As soon as my workday ended Friday, I flew to the mall and picked out a blue and green tie-dyed tunic at JCPenney by Unity World Wear with short flutter sleeves and intricate embroidery around the scoop neck. It was on sale. And I had a coupon. Perfect!
On Saturday I assembled my St. Patrick’s Day outfit by pairing the pretty tunic with vintage, stretchy black travel slacks which I bought at JCPenney back when I worked for them in the 1970s and 1980s. I added black platform high-heeled loafers by Studio Paolo and a gorgeous necklace and matching bracelet of Malachite disks framed by silver rings that my father had given to my mother back in the early 1970s. I finished my look by adding a green and black "Dea Dread" hair accessory by Thea Osato of Baltimore (http://DeaDreads.etsy.com) and headed into the kitchen, donning a green apron to protect my clothing, of course.
I set my dining room table for six with gold flatware I received as a gift from my mother back in 1980, gold-rimmed china that belonged to my grandmother and a scattering of glittery green shamrocks across a gold tablecloth. Then I set about preparing traditional corned beef and cabbage – with a twist. I corned the beef myself, marinating the seven-pound brisket in a heady combination of exotic spices, beer, orange juice and stone-ground mustard over a couple of days before covering it with red beets and onions and sticking it in the oven. Instead of new potatoes, I boiled tart apples with Yukon gold potatoes to create more healthful "Irish-apple" mashed potatoes.
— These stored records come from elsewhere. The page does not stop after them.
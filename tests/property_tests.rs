//! Property-based round-trip tests.
//!
//! Generates well-formed documents with irregular formatting (mixed quote
//! characters, odd spacing inside tags, entity references, CDATA, comments)
//! and checks that parsing and serializing returns the input unchanged, and
//! that edits only regenerate what they touch.

#![allow(clippy::unwrap_used)]

use proptest::prelude::*;
use xmltrip::{parse_str, Config, Document, NodeId, NodeKind};

fn name() -> impl Strategy<Value = String> {
    "[a-z][a-z0-9_.-]{0,6}(:[a-z]{1,4})?"
}

fn spaces() -> impl Strategy<Value = String> {
    prop::sample::select(vec!["", " ", "  ", "\n", "\n    ", "\t", "\r\n  "]).prop_map(String::from)
}

fn separator() -> impl Strategy<Value = String> {
    prop::sample::select(vec![" ", "  ", "\n  ", "\t", "\r\n\t"]).prop_map(String::from)
}

fn char_data() -> impl Strategy<Value = String> {
    prop::collection::vec(
        prop_oneof![
            "[a-zA-Z0-9 ,.;!?\n\t]{1,8}",
            Just("&amp;".to_string()),
            Just("&lt;".to_string()),
            Just("&gt;".to_string()),
            Just("&quot;".to_string()),
            Just("&#169;".to_string()),
            Just("\u{e9}\u{4e2d}".to_string()),
        ],
        1..5,
    )
    .prop_map(|parts| parts.concat())
}

fn attribute() -> impl Strategy<Value = (String, String)> {
    (
        separator(),
        name(),
        spaces(),
        spaces(),
        "[a-zA-Z0-9 ]{0,6}",
        prop::bool::ANY,
    )
        .prop_map(|(sep, name, before_eq, after_eq, value, single)| {
            let quote = if single { '\'' } else { '"' };
            let eq_ws = |ws: &str| if ws.contains('\r') { " ".to_string() } else { ws.to_string() };
            (
                name.clone(),
                format!(
                    "{sep}{name}{}={}{quote}{value}{quote}",
                    eq_ws(&before_eq),
                    eq_ws(&after_eq)
                ),
            )
        })
}

/// An open tag body: unique attributes plus trailing whitespace.
fn attributes() -> impl Strategy<Value = String> {
    (prop::collection::vec(attribute(), 0..4), spaces()).prop_map(|(attrs, trailing)| {
        let mut seen = Vec::new();
        let mut out = String::new();
        for (name, text) in attrs {
            if !seen.contains(&name) {
                out.push_str(&text);
                seen.push(name);
            }
        }
        out.push_str(&trailing);
        out
    })
}

fn leaf() -> impl Strategy<Value = String> {
    prop_oneof![
        char_data(),
        "[a-z <&>\"']{0,10}".prop_map(|s| format!("<![CDATA[{s}]]>")),
        "[a-z ]{0,10}".prop_map(|s| format!("<!--{s}-->")),
        ("[a-z]{1,5}", "[a-z =\"]{0,8}").prop_map(|(t, d)| format!("<?p{t} {d}?>")),
        (name(), attributes()).prop_map(|(n, a)| format!("<{n}{a}/>")),
        (name(), attributes(), spaces()).prop_map(|(n, a, inner)| {
            let inner = if inner.trim().is_empty() { inner } else { String::new() };
            format!("<{n}{a}>{inner}</{n}>")
        }),
    ]
}

fn element() -> impl Strategy<Value = String> {
    leaf().prop_recursive(4, 48, 6, |inner| {
        (
            name(),
            attributes(),
            prop::collection::vec(inner, 0..6),
            spaces(),
        )
            .prop_map(|(n, a, children, close_ws)| {
                let close_ws = if close_ws.contains('\n') { " " } else { "" };
                format!("<{n}{a}>{}</{n}{close_ws}>", children.concat())
            })
    })
}

fn document() -> impl Strategy<Value = String> {
    (
        prop::option::of(Just("<?xml version=\"1.0\" encoding=\"UTF-8\"?>\n")),
        prop::option::of(Just("<!DOCTYPE root [ <!ENTITY e \"x\"> ]>\n")),
        prop::option::of(Just("<!-- head -->\n")),
        name(),
        attributes(),
        prop::collection::vec(element(), 0..5),
        prop::sample::select(vec!["", "\n", "\n\n", "\r\n"]),
    )
        .prop_map(|(decl, doctype, comment, n, a, children, tail)| {
            format!(
                "{}{}{}<{n}{a}>{}</{n}>{tail}",
                decl.unwrap_or(""),
                doctype.unwrap_or(""),
                comment.unwrap_or(""),
                children.concat()
            )
        })
}

fn elements(doc: &Document) -> Vec<NodeId> {
    doc.descendants(doc.root())
        .filter(|&id| matches!(doc.kind(id), NodeKind::Element(_)))
        .collect()
}

/// Kinds, names, attributes, and text of a tree, ignoring formatting.
fn structure(doc: &Document) -> Vec<String> {
    doc.descendants(doc.root())
        .map(|id| match doc.kind(id) {
            NodeKind::Element(el) => {
                let attrs: Vec<_> = el
                    .attributes
                    .values()
                    .map(|a| format!("{}={}", a.name, a.value))
                    .collect();
                format!("{}{:?}@{}", el.name, attrs, doc.depth(id))
            }
            NodeKind::Text(t) => format!("text:{}:{}", t.cdata, t.content),
            NodeKind::Comment(c) => format!("comment:{}", c.content),
            NodeKind::ProcessingInstruction(pi) => format!("pi:{}:{}", pi.target, pi.data),
            NodeKind::Document => String::new(),
        })
        .collect()
}

proptest! {
    #![proptest_config(ProptestConfig::with_cases(256))]

    #[test]
    fn noop_roundtrip_is_byte_identical(input in document()) {
        let doc = parse_str(&input).unwrap();
        prop_assert_eq!(doc.to_xml(), input);
    }

    #[test]
    fn reparse_is_structurally_stable(input in document()) {
        let doc = parse_str(&input).unwrap();
        let again = parse_str(&doc.to_xml()).unwrap();
        prop_assert_eq!(structure(&again), structure(&doc));
    }

    #[test]
    fn editing_one_element_keeps_the_rest(input in document(), pick in any::<prop::sample::Index>()) {
        let mut doc = parse_str(&input).unwrap();
        let all = elements(&doc);
        let target = all[pick.index(all.len())];
        doc.set_attribute(target, "edited", "a<b&'c\"").unwrap();

        for id in elements(&doc) {
            let on_path = doc.ancestors(target).any(|a| a == id);
            prop_assert_eq!(doc.is_modified(id), on_path);
        }

        let output = doc.to_xml();
        let again = parse_str(&output).unwrap();
        prop_assert_eq!(structure(&again), structure(&doc));

        // a clean subtree outside the edited path is replayed from its literal
        for id in elements(&doc) {
            if doc.is_modified(id) {
                continue;
            }
            let literal = xmltrip::serial::serialize_node(&doc, id, &Config::default());
            prop_assert!(input.contains(&literal));
            prop_assert!(output.contains(&literal));
        }
    }

    #[test]
    fn pretty_output_reparses(input in document()) {
        let doc = parse_str(&input).unwrap();
        let pretty = doc.to_xml_with(&Config::pretty());
        let again = parse_str(&pretty).unwrap();
        let names = |d: &Document| -> Vec<String> {
            elements(d).into_iter().filter_map(|id| d.node_name(id).map(str::to_string)).collect()
        };
        prop_assert_eq!(names(&again), names(&doc));
    }
}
As green cabbage wedges and baby carrots roasted in the oven with the corned beef, I par-boiled spring asparagus and topped it with fresh lemon zest and grated Parmesan. Then I assembled clever place settings by hollowing out potatoes and planting them with live shamrocks and a name card for each dinner guest.
When my guests arrived, I set out an assortment of stuffed olives and whole wheat baguette slices with warm Brie covered in walnuts and cranberries, and served Bellinis in tall flutes with a little green food coloring stirred into the champagne and peach schnapps. As we sat down to dinner, my guests opened the fine wines they brought and we all dug in to a home-cooked meal made memorable by the esprit de corps of wonderful acquaintances.
For dessert I surprised my dining companions with little glass flower pots filled with dark chocolate pudding made from scratch, topped with crumbled chocolate cookie "dirt" in which I had "planted" sprigs of fresh mint. My guests poured more wine. It was a splendid evening.